Eli Lilly is going bigger in the cancer space, and is drawing attention to its efforts with a one-year sponsorship of an MDLinx journal aggregator app called MDLinx Oncology Articles, which the company presented at last month’s American Society of Clinical Oncology conference in Chicago.

The app pools information from more than 150 oncology journals which are screened by MDLinx staff. Carla Cox, director of communications for Lilly Oncology told MM&M that the drug maker has no say in what MDLinx’s editorial staff selects and that “there will not be any promotion of any Lilly product.”

Cox said the drug maker knows “we need to go above and beyond. That we also now need to work very closely with our customers and physicians to make sure they have access to the right [kind] of information they need,” and the goal was to “put it right in the palm of their hand.”

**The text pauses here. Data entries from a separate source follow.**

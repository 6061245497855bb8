use rand::RngCore;
use std::collections::BTreeMap;
use std::fmt;
use std::path::{Path, PathBuf};
use std::sync::{Arc, Mutex, MutexGuard};
use thiserror::Error;
use zeroize::{Zeroize, ZeroizeOnDrop};

#[cfg(unix)]
use std::os::unix::fs::PermissionsExt;

/// Minimum number of hex digits (32 bytes) for a usable credential.
pub const MIN_CREDENTIAL_HEX_LEN: usize = 64;

const KEY_PREFIX: &str = "installation_key_";
const LEGACY_KEY_PREFIX: &str = "xmtp_installation_key_";
const KEYS_FILE: &str = "installation_keys.json";

#[derive(Debug, Error)]
pub enum StoreError {
    #[error("I/O error: {0}")]
    Io(#[from] std::io::Error),
    #[error("invalid key store contents: {0}")]
    Json(#[from] serde_json::Error),
    #[error("key store unavailable: {0}")]
    Unavailable(String),
}

/// Persisted string key/value store owned by the host environment.
pub trait KeyValueStore: Send + Sync {
    fn get(&self, key: &str) -> Result<Option<String>, StoreError>;
    fn set(&self, key: &str, value: &str) -> Result<(), StoreError>;
    fn remove(&self, key: &str) -> Result<(), StoreError>;
    /// Whether values written now will survive a restart.
    fn probe(&self) -> bool;
}

fn lock<T>(mutex: &Mutex<T>) -> MutexGuard<'_, T> {
    mutex.lock().unwrap_or_else(|poisoned| poisoned.into_inner())
}

/// Process-local store. Survives nothing; `probe` reports whatever it was
/// constructed with so tests can simulate restricted environments.
pub struct MemoryKeyValueStore {
    map: Mutex<BTreeMap<String, String>>,
    persistent: bool,
}

impl MemoryKeyValueStore {
    pub fn new() -> Self {
        Self {
            map: Mutex::new(BTreeMap::new()),
            persistent: true,
        }
    }

    /// A store whose `probe` fails.
    pub fn unavailable() -> Self {
        Self {
            map: Mutex::new(BTreeMap::new()),
            persistent: false,
        }
    }
}

impl Default for MemoryKeyValueStore {
    fn default() -> Self {
        Self::new()
    }
}

impl KeyValueStore for MemoryKeyValueStore {
    fn get(&self, key: &str) -> Result<Option<String>, StoreError> {
        Ok(lock(&self.map).get(key).cloned())
    }

    fn set(&self, key: &str, value: &str) -> Result<(), StoreError> {
        lock(&self.map).insert(key.to_string(), value.to_string());
        Ok(())
    }

    fn remove(&self, key: &str) -> Result<(), StoreError> {
        lock(&self.map).remove(key);
        Ok(())
    }

    fn probe(&self) -> bool {
        self.persistent
    }
}

/// JSON object persisted at `<state_dir>/installation_keys.json` with `0600`
/// permissions.
pub struct FileKeyValueStore {
    state_dir: PathBuf,
    path: PathBuf,
    write_lock: Mutex<()>,
}

impl FileKeyValueStore {
    pub fn open(state_dir: &Path) -> Self {
        Self {
            state_dir: state_dir.to_path_buf(),
            path: state_dir.join(KEYS_FILE),
            write_lock: Mutex::new(()),
        }
    }

    pub fn path(&self) -> &Path {
        &self.path
    }

    fn read_all(&self) -> Result<BTreeMap<String, String>, StoreError> {
        if !self.path.exists() {
            return Ok(BTreeMap::new());
        }
        let data = std::fs::read_to_string(&self.path)?;
        if data.trim().is_empty() {
            return Ok(BTreeMap::new());
        }
        Ok(serde_json::from_str(&data)?)
    }

    fn write_all(&self, map: &BTreeMap<String, String>) -> Result<(), StoreError> {
        crate::state_dir::ensure_state_dir(&self.state_dir)?;
        let data = serde_json::to_string_pretty(map)?;
        std::fs::write(&self.path, data)?;
        #[cfg(unix)]
        {
            std::fs::set_permissions(&self.path, std::fs::Permissions::from_mode(0o600))?;
        }
        Ok(())
    }
}

impl KeyValueStore for FileKeyValueStore {
    fn get(&self, key: &str) -> Result<Option<String>, StoreError> {
        Ok(self.read_all()?.remove(key))
    }

    fn set(&self, key: &str, value: &str) -> Result<(), StoreError> {
        let _guard = lock(&self.write_lock);
        let mut map = self.read_all()?;
        map.insert(key.to_string(), value.to_string());
        self.write_all(&map)
    }

    fn remove(&self, key: &str) -> Result<(), StoreError> {
        let _guard = lock(&self.write_lock);
        let mut map = self.read_all()?;
        if map.remove(key).is_some() {
            self.write_all(&map)?;
        }
        Ok(())
    }

    fn probe(&self) -> bool {
        crate::state_dir::probe_writable(&self.state_dir)
    }
}

/// Storage key for a wallet's installation credential.
pub fn installation_key_name(address: &str) -> String {
    format!("{KEY_PREFIX}{}", address.to_lowercase())
}

fn legacy_key_name(address: &str) -> String {
    format!("{LEGACY_KEY_PREFIX}{}", address.to_lowercase())
}

/// Why a stored credential was rejected.
#[derive(Debug, Clone, Copy, PartialEq, Eq, Error)]
pub enum CredentialDefect {
    #[error("odd number of hex digits")]
    OddLength,
    #[error("contains non-hex characters")]
    NonHex,
    #[error("shorter than {MIN_CREDENTIAL_HEX_LEN} hex digits")]
    TooShort,
}

pub fn validate_credential(raw: &str) -> Result<(), CredentialDefect> {
    if raw.len() % 2 != 0 {
        return Err(CredentialDefect::OddLength);
    }
    if !raw.bytes().all(|b| b.is_ascii_hexdigit()) {
        return Err(CredentialDefect::NonHex);
    }
    if raw.len() < MIN_CREDENTIAL_HEX_LEN {
        return Err(CredentialDefect::TooShort);
    }
    Ok(())
}

/// Device-installation secret, kept as the hex string it is persisted as.
#[derive(Clone, PartialEq, Eq, Zeroize, ZeroizeOnDrop)]
pub struct InstallationCredential(String);

impl InstallationCredential {
    pub fn from_hex(raw: &str) -> Result<Self, CredentialDefect> {
        validate_credential(raw)?;
        Ok(Self(raw.to_string()))
    }

    /// 32 fresh random bytes.
    pub fn generate() -> Self {
        let mut bytes = [0u8; 32];
        rand::thread_rng().fill_bytes(&mut bytes);
        let hex = hex::encode(bytes);
        bytes.zeroize();
        Self(hex)
    }

    pub fn as_hex(&self) -> &str {
        &self.0
    }
}

impl fmt::Debug for InstallationCredential {
    fn fmt(&self, f: &mut fmt::Formatter<'_>) -> fmt::Result {
        write!(f, "InstallationCredential(<{} hex digits>)", self.0.len())
    }
}

/// Per-wallet installation credential persistence with validation.
#[derive(Clone)]
pub struct InstallationKeyStore {
    kv: Arc<dyn KeyValueStore>,
}

impl InstallationKeyStore {
    pub fn new(kv: Arc<dyn KeyValueStore>) -> Self {
        Self { kv }
    }

    pub fn probe(&self) -> bool {
        self.kv.probe()
    }

    /// Load the stored credential for `address`.
    ///
    /// A value that fails validation is deleted and reported as absent so the
    /// caller registers a fresh installation.
    pub fn load_validated(
        &self,
        address: &str,
    ) -> Result<Option<InstallationCredential>, StoreError> {
        let key = installation_key_name(address);
        let raw = match self.kv.get(&key)? {
            Some(raw) => Some(raw),
            None => self.migrate_legacy(address, &key)?,
        };
        let Some(raw) = raw else {
            return Ok(None);
        };

        match InstallationCredential::from_hex(&raw) {
            Ok(credential) => Ok(Some(credential)),
            Err(defect) => {
                tracing::warn!(
                    address = %address.to_lowercase(),
                    %defect,
                    "discarding corrupted installation credential"
                );
                self.kv.remove(&key)?;
                Ok(None)
            }
        }
    }

    fn migrate_legacy(&self, address: &str, key: &str) -> Result<Option<String>, StoreError> {
        let legacy = legacy_key_name(address);
        let Some(raw) = self.kv.get(&legacy)? else {
            return Ok(None);
        };
        tracing::info!(address = %address.to_lowercase(), "migrating legacy installation key");
        self.kv.set(key, &raw)?;
        self.kv.remove(&legacy)?;
        Ok(Some(raw))
    }

    pub fn save(&self, address: &str, credential: &InstallationCredential) -> Result<(), StoreError> {
        self.kv
            .set(&installation_key_name(address), credential.as_hex())
    }

    /// Remove any stored credential. Returns whether one existed.
    pub fn clear(&self, address: &str) -> Result<bool, StoreError> {
        let mut existed = false;
        for key in [installation_key_name(address), legacy_key_name(address)] {
            if self.kv.get(&key)?.is_some() {
                self.kv.remove(&key)?;
                existed = true;
            }
        }
        if existed {
            tracing::info!(address = %address.to_lowercase(), "cleared local installation credential");
        }
        Ok(existed)
    }
}

#[cfg(test)]
mod tests {
    use super::*;

    const ADDR: &str = "0xAbCdEf0000000000000000000000000000000001";

    fn store() -> (Arc<MemoryKeyValueStore>, InstallationKeyStore) {
        let kv = Arc::new(MemoryKeyValueStore::new());
        (kv.clone(), InstallationKeyStore::new(kv))
    }

    #[test]
    fn key_name_is_lowercase() {
        assert_eq!(
            installation_key_name(ADDR),
            "installation_key_0xabcdef0000000000000000000000000000000001"
        );
    }

    #[test]
    fn validation_rules() {
        assert_eq!(
            validate_credential(&"a".repeat(65)),
            Err(CredentialDefect::OddLength)
        );
        assert_eq!(
            validate_credential(&format!("{}zz", "a".repeat(64))),
            Err(CredentialDefect::NonHex)
        );
        assert_eq!(
            validate_credential(&"ab".repeat(31)),
            Err(CredentialDefect::TooShort)
        );
        assert_eq!(validate_credential(""), Err(CredentialDefect::TooShort));
        assert!(validate_credential(&"Ab".repeat(32)).is_ok());
        assert!(validate_credential(&"ab".repeat(40)).is_ok());
    }

    #[test]
    fn valid_credential_is_returned_unchanged() {
        let (kv, keys) = store();
        let raw = "AbCd".repeat(16);
        kv.set(&installation_key_name(ADDR), &raw).unwrap();
        let loaded = keys.load_validated(ADDR).unwrap().unwrap();
        assert_eq!(loaded.as_hex(), raw);
    }

    #[test]
    fn corrupted_credentials_are_removed() {
        for bad in ["abc", "0xnothex", &"ab".repeat(10)] {
            let (kv, keys) = store();
            let key = installation_key_name(ADDR);
            kv.set(&key, bad).unwrap();
            assert!(keys.load_validated(ADDR).unwrap().is_none());
            assert!(kv.get(&key).unwrap().is_none(), "{bad} should be removed");
        }
    }

    #[test]
    fn legacy_key_is_migrated() {
        let (kv, keys) = store();
        let raw = "ef".repeat(32);
        kv.set(&legacy_key_name(ADDR), &raw).unwrap();
        let loaded = keys.load_validated(ADDR).unwrap().unwrap();
        assert_eq!(loaded.as_hex(), raw);
        assert!(kv.get(&legacy_key_name(ADDR)).unwrap().is_none());
        assert_eq!(kv.get(&installation_key_name(ADDR)).unwrap(), Some(raw));
    }

    #[test]
    fn generate_save_clear() {
        let (_kv, keys) = store();
        let credential = InstallationCredential::generate();
        assert_eq!(credential.as_hex().len(), MIN_CREDENTIAL_HEX_LEN);
        keys.save(ADDR, &credential).unwrap();
        assert_eq!(keys.load_validated(ADDR).unwrap(), Some(credential));
        assert!(keys.clear(ADDR).unwrap());
        assert!(!keys.clear(ADDR).unwrap());
        assert!(keys.load_validated(ADDR).unwrap().is_none());
    }

    #[test]
    fn debug_redacts_secret() {
        let credential = InstallationCredential::generate();
        let printed = format!("{credential:?}");
        assert!(!printed.contains(credential.as_hex()));
    }

    #[test]
    fn file_store_persists() {
        let dir = tempfile::tempdir().unwrap();
        let raw = "12".repeat(32);
        {
            let kv = FileKeyValueStore::open(dir.path());
            assert!(kv.probe());
            kv.set("installation_key_0xabc", &raw).unwrap();
        }
        let kv = FileKeyValueStore::open(dir.path());
        assert_eq!(kv.get("installation_key_0xabc").unwrap(), Some(raw));
        kv.remove("installation_key_0xabc").unwrap();
        assert!(kv.get("installation_key_0xabc").unwrap().is_none());
    }

    #[cfg(unix)]
    #[test]
    fn file_store_permissions() {
        let dir = tempfile::tempdir().unwrap();
        let kv = FileKeyValueStore::open(dir.path());
        kv.set("k", "v").unwrap();
        let meta = std::fs::metadata(kv.path()).unwrap();
        assert_eq!(meta.permissions().mode() & 0o777, 0o600);
    }

    #[test]
    fn unavailable_memory_store_fails_probe() {
        assert!(!MemoryKeyValueStore::unavailable().probe());
    }
}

Cox says Lilly had been thinking about an app for some time – the company already has clinical trial and pipeline apps – but decided to look outside for a research tool instead of simply replicating what is already on the market. Like other journal aggregators, the MDLinx app allows users to share abstracts and define the type of content they want, drilling down to include criteria such as tumor types. The daily content includes editorial summaries and access to third-party reviews and is currently scaled for phones as opposed to tablets.

Cox says Lilly would look into additional platforms, but lead with phones based on preference research. She says that while ROI for such things “fall into that gray space,” the company will use feedback to gauge the app’s impact and to figure out if it wants to call in its right to renew sponsorship once the year-long contract is up.

In addition to ASCO, Lilly is promoting the apps at the European Society of Medical Oncology and the World Conference on Lung Cancer. The Indiana company is also using sales rep leave-behinds to promote the app, and says promotion will continue to increase as global affiliates green-light the tool and begin talking it up through local channels.